The relentless growth in Britain’s army of the jobless will be confirmed today as unemployment is set to burst through the 2 million mark for the first time in over a decade.

 

Experts are warning that unemployment will easily break the 3 million barrier this year, with many more people facing a grim 2009 that is likely to keep consumer spending, and the whole economy, depressed.

But while attention has focused on the widest survey of joblessness known as the ILO measure, there could also be a very big rise in the claimant-count measure because February has a five-week gap between count dates, as opposed to four in January. Many people laid off in January may not have signed on at job centres until last month.

This means it is possible that the record claimant-count rise of 118,000 in the depths of the early 1990s recession could even have been exceeded last month, up from the increase of around 80,000 that has been the norm in recent months.

That total would be even worse if 16- and 17-year-olds were included in the claimant count and if unemployed City workers were poor enough to be eligible for jobseeker’s allowance.

The wider ILO measure, though, does include young workers and shows that they account for nearly 40% of the rise in joblessness over the past year. It has risen by a total of nearly 400,000 over the past year while the claimant count has jumped even further, by 440,000, to 1.23 million, or 3.8% of the workforce. The ILO rate is higher at 6.5% and set to shoot above 10% later this year.

Economic inactivity

There would also be more people out of work if various firms around the country, especially carmakers , had not come up with novel schemes to cut working hours or mothball plants. This shows up in the data on total hours and average hours worked – both of which are falling. Some economists have speculated that unemployment would be higher still if some people were not hidden by the “economic inactivity” label that encompasses nearly 8 million people of working age who are either students, long-term sick or looking after the home. But figures for “inactivity” have remained steady over the past year or two.

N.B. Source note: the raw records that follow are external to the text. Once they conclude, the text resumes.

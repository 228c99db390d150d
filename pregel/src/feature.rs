//! PregelFeature - process-scoped registry of running executions
//!
//! Created once at process start and shared by cloning. Entries are added
//! by `pregel_start` and removed only by `cleanup_conductor` (or
//! `shutdown`). The registry map has its own locking, independent from
//! the state of each execution, which lives inside its conductor actor.

use std::collections::HashSet;
use std::sync::atomic::{AtomicU64, Ordering};
use std::sync::Arc;
use std::time::Duration;

use dashmap::DashMap;
use ractor::{Actor, ActorRef};
use serde_json::Value;
use shared_types::{ExecutionNumber, ExecutionState, ExecutionStatus, PregelStartRequest};

use crate::actors::conductor::{ConductorActor, ConductorArguments, ConductorMsg, ExecutionPlan};
use crate::actors::worker::WorkerMsg;
use crate::algorithm::AlgorithmRegistry;
use crate::cluster::{Cluster, LocalCluster};
use crate::config::PregelConfig;
use crate::error::PregelError;
use crate::storage::{AccessMode, CollectionKind, GraphStore, StorageError};

/// Handle to the conductor actor of one execution
#[derive(Debug, Clone)]
pub struct Conductor {
    execution: ExecutionNumber,
    actor: ActorRef<ConductorMsg>,
}

fn unavailable(execution: ExecutionNumber, e: impl std::fmt::Display) -> PregelError {
    PregelError::ConductorUnavailable(format!("execution {execution}: {e}"))
}

impl Conductor {
    pub fn new(execution: ExecutionNumber, actor: ActorRef<ConductorMsg>) -> Self {
        Self { execution, actor }
    }

    pub fn execution_number(&self) -> ExecutionNumber {
        self.execution
    }

    pub fn actor(&self) -> &ActorRef<ConductorMsg> {
        &self.actor
    }

    pub async fn start(&self) -> Result<(), PregelError> {
        ractor::call!(self.actor, |reply| ConductorMsg::Start { reply })
            .map_err(|e| unavailable(self.execution, e))?
    }

    pub async fn status(&self) -> Result<ExecutionStatus, PregelError> {
        ractor::call!(self.actor, |reply| ConductorMsg::GetStatus { reply })
            .map_err(|e| unavailable(self.execution, e))
    }

    pub async fn cancel(&self) -> Result<ExecutionState, PregelError> {
        ractor::call!(self.actor, |reply| ConductorMsg::Cancel { reply })
            .map_err(|e| unavailable(self.execution, e))
    }

    pub async fn collect_results(&self) -> Result<Vec<Value>, PregelError> {
        ractor::call!(self.actor, |reply| ConductorMsg::CollectResults { reply })
            .map_err(|e| unavailable(self.execution, e))?
    }

    pub fn stop(&self) {
        self.actor.stop(Some("cleanup".to_string()));
    }
}

#[derive(Clone)]
pub struct PregelFeature {
    inner: Arc<PregelFeatureInner>,
}

struct PregelFeatureInner {
    config: PregelConfig,
    store: Arc<dyn GraphStore>,
    algorithms: AlgorithmRegistry,
    cluster: Arc<dyn Cluster>,
    next_execution: AtomicU64,
    conductors: DashMap<ExecutionNumber, Conductor>,
}

impl PregelFeature {
    /// Feature running every worker in this process
    pub fn new(config: PregelConfig, store: Arc<dyn GraphStore>, algorithms: AlgorithmRegistry) -> Self {
        let cluster = Arc::new(LocalCluster::new(Arc::clone(&store), algorithms.clone()));
        Self::with_cluster(config, store, algorithms, cluster)
    }

    pub fn with_cluster(
        config: PregelConfig,
        store: Arc<dyn GraphStore>,
        algorithms: AlgorithmRegistry,
        cluster: Arc<dyn Cluster>,
    ) -> Self {
        Self {
            inner: Arc::new(PregelFeatureInner {
                config,
                store,
                algorithms,
                cluster,
                next_execution: AtomicU64::new(1),
                conductors: DashMap::new(),
            }),
        }
    }

    pub fn config(&self) -> &PregelConfig {
        &self.inner.config
    }

    pub fn algorithms(&self) -> &AlgorithmRegistry {
        &self.inner.algorithms
    }

    // =========================================================================
    // Registry
    // =========================================================================

    /// Fresh execution number; never reused within this process
    pub fn create_execution_number(&self) -> ExecutionNumber {
        ExecutionNumber(self.inner.next_execution.fetch_add(1, Ordering::Relaxed))
    }

    pub fn add_conductor(&self, conductor: Conductor, execution: ExecutionNumber) {
        self.inner.conductors.insert(execution, conductor);
    }

    pub fn conductor(&self, execution: ExecutionNumber) -> Option<Conductor> {
        self.inner
            .conductors
            .get(&execution)
            .map(|entry| entry.value().clone())
    }

    /// Worker of `execution` placed on `node`, if still alive
    pub fn worker(&self, execution: ExecutionNumber, node: &str) -> Option<ActorRef<WorkerMsg>> {
        self.inner.cluster.worker(execution, node)
    }

    /// Remove the execution and stop its conductor and workers
    pub fn cleanup_conductor(&self, execution: ExecutionNumber) -> bool {
        match self.inner.conductors.remove(&execution) {
            Some((_, conductor)) => {
                conductor.stop();
                tracing::info!(execution = %execution, "Execution cleaned up");
                true
            }
            None => false,
        }
    }

    pub fn execution_count(&self) -> usize {
        self.inner.conductors.len()
    }

    /// Stop every execution
    pub fn shutdown(&self) {
        let executions: Vec<ExecutionNumber> =
            self.inner.conductors.iter().map(|entry| *entry.key()).collect();
        for execution in executions {
            self.cleanup_conductor(execution);
        }
    }

    // =========================================================================
    // Entry points
    // =========================================================================

    /// Validate the request, create the execution and start it.
    ///
    /// Validation failures never register an execution number.
    pub async fn pregel_start(&self, request: PregelStartRequest) -> Result<ExecutionNumber, PregelError> {
        let algorithm = self
            .inner
            .algorithms
            .create(&request.algorithm, &request.options.params)?;
        let settings = self.inner.config.resolve(&request.options);
        let partition_count = self.validate_collections(&request, settings.store)?;

        let execution = self.create_execution_number();
        let plan = ExecutionPlan {
            algorithm: request.algorithm.clone(),
            params: request.options.params.clone(),
            vertex_collections: request.vertex_collections.clone(),
            edge_collections: request.edge_collections.clone(),
            partition_count,
            nodes: self.inner.config.worker_nodes(),
            settings,
        };
        let args = ConductorArguments {
            execution,
            algorithm,
            plan,
            cluster: Arc::clone(&self.inner.cluster),
        };
        let (actor, _handle) = Actor::spawn(None, ConductorActor, args)
            .await
            .map_err(|e| unavailable(execution, e))?;

        let conductor = Conductor::new(execution, actor);
        self.add_conductor(conductor.clone(), execution);
        if let Err(e) = conductor.start().await {
            tracing::error!(execution = %execution, error = %e, "Failed to start execution");
            self.cleanup_conductor(execution);
            return Err(e);
        }
        Ok(execution)
    }

    /// Check existence, kind, access and sharding of every collection.
    /// Returns the shared shard count.
    fn validate_collections(&self, request: &PregelStartRequest, store: bool) -> Result<usize, PregelError> {
        if request.vertex_collections.is_empty() {
            return Err(PregelError::InvalidRequest(
                "at least one vertex collection is required".to_string(),
            ));
        }

        let collections = request
            .vertex_collections
            .iter()
            .map(|name| (name, CollectionKind::Document))
            .chain(
                request
                    .edge_collections
                    .iter()
                    .map(|name| (name, CollectionKind::Edge)),
            );

        let mut seen = HashSet::new();
        let mut infos = Vec::new();
        for (name, expected) in collections {
            if !seen.insert(name.as_str()) {
                return Err(PregelError::InvalidRequest(format!(
                    "collection {name} is listed more than once"
                )));
            }
            let info = self.inner.store.collection_info(name).map_err(|e| match e {
                StorageError::CollectionNotFound(name) => PregelError::CollectionNotFound(name),
                other => PregelError::Storage(other),
            })?;
            if info.kind != expected {
                return Err(PregelError::InvalidRequest(format!(
                    "{name} is not a {} collection",
                    match expected {
                        CollectionKind::Document => "vertex",
                        CollectionKind::Edge => "edge",
                    }
                )));
            }
            infos.push(info);
        }

        for info in &infos {
            if !self.inner.store.can_access(&info.name, AccessMode::Read) {
                return Err(PregelError::Forbidden(format!("no read access to {}", info.name)));
            }
            if store && !self.inner.store.can_access(&info.name, AccessMode::Write) {
                return Err(PregelError::Forbidden(format!("no write access to {}", info.name)));
            }
        }

        let shard_count = infos[0].shard_count;
        if let Some(other) = infos.iter().find(|info| info.shard_count != shard_count) {
            return Err(PregelError::ShardingMismatch(format!(
                "{} has {} shards, {} has {}",
                infos[0].name, shard_count, other.name, other.shard_count
            )));
        }
        Ok(shard_count)
    }

    pub async fn pregel_status(&self, execution: ExecutionNumber) -> Result<ExecutionStatus, PregelError> {
        self.conductor(execution)
            .ok_or(PregelError::InvalidExecutionNumber(execution))?
            .status()
            .await
    }

    /// Cancel a running execution; a no-op on terminal ones
    pub async fn pregel_cancel(&self, execution: ExecutionNumber) -> Result<ExecutionState, PregelError> {
        self.conductor(execution)
            .ok_or(PregelError::InvalidExecutionNumber(execution))?
            .cancel()
            .await
    }

    /// Vertex results of a converged execution
    pub async fn pregel_collect_results(&self, execution: ExecutionNumber) -> Result<Vec<Value>, PregelError> {
        self.conductor(execution)
            .ok_or(PregelError::InvalidExecutionNumber(execution))?
            .collect_results()
            .await
    }

    /// Poll until the execution reaches a terminal state or `timeout`
    /// elapses; returns the last status seen either way
    pub async fn wait_for(
        &self,
        execution: ExecutionNumber,
        timeout: Duration,
    ) -> Result<ExecutionStatus, PregelError> {
        let deadline = tokio::time::Instant::now() + timeout;
        loop {
            let status = self.pregel_status(execution).await?;
            if status.state.is_terminal() || tokio::time::Instant::now() >= deadline {
                return Ok(status);
            }
            tokio::time::sleep(Duration::from_millis(10)).await;
        }
    }
}

impl std::fmt::Debug for PregelFeature {
    fn fmt(&self, f: &mut std::fmt::Formatter<'_>) -> std::fmt::Result {
        f.debug_struct("PregelFeature")
            .field("nodes", &self.inner.config.nodes)
            .field("algorithms", &self.inner.algorithms)
            .field("executions", &self.inner.conductors.len())
            .finish()
    }
}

As is typical of recessions, male unemployment has risen nearly three times as fast as female. Much of the reason is that many more women work in the public sector, which has largely been spared the swingeing job cuts of the private sector.

At the same time, full-time jobs are declining fast while the number of part-time jobs is actually still rising, possibly as people who lose a full-time job opt to work fewer hours, or as a spouse whose husband or wife loses a full-time job takes a part-time one to make ends meet. As more women work part-time than men, it would also explain why female unemployment has risen only slowly.

Unusually, there is very little difference between manufacturing and service-sector unemployment, or between the regions. “What we have seen is a general slump in global demand which has hit the demand for labour everywhere. So there is no clear north/south or manufacturing/services split in this recession,” says John Philpott, chief economist at the Chartered Institute of Personnel and Development.

Builders surprisingly resilient

One curiosity in the official data is that there does not seem to have been a big drop in the numbers of people employed in the construction sector, which accounts for about 6% of the economy. With the widely documented collapse in the commercial property sector and in housebuilding, this is baffling the experts, who speculate that public investment projects such as the preparations for the Olympics could be helping support the industry. Another factor could be that many builders are self-employed and are simply working fewer days in a week in response to a drop-off in demand.

There are also large numbers of immigrant workers involved in the construction sector and records of exact numbers may be poor, especially as the data is based on surveys of workers and so may simply have missed the fact that many Poles, for example, are returning home as demand for their services slumps.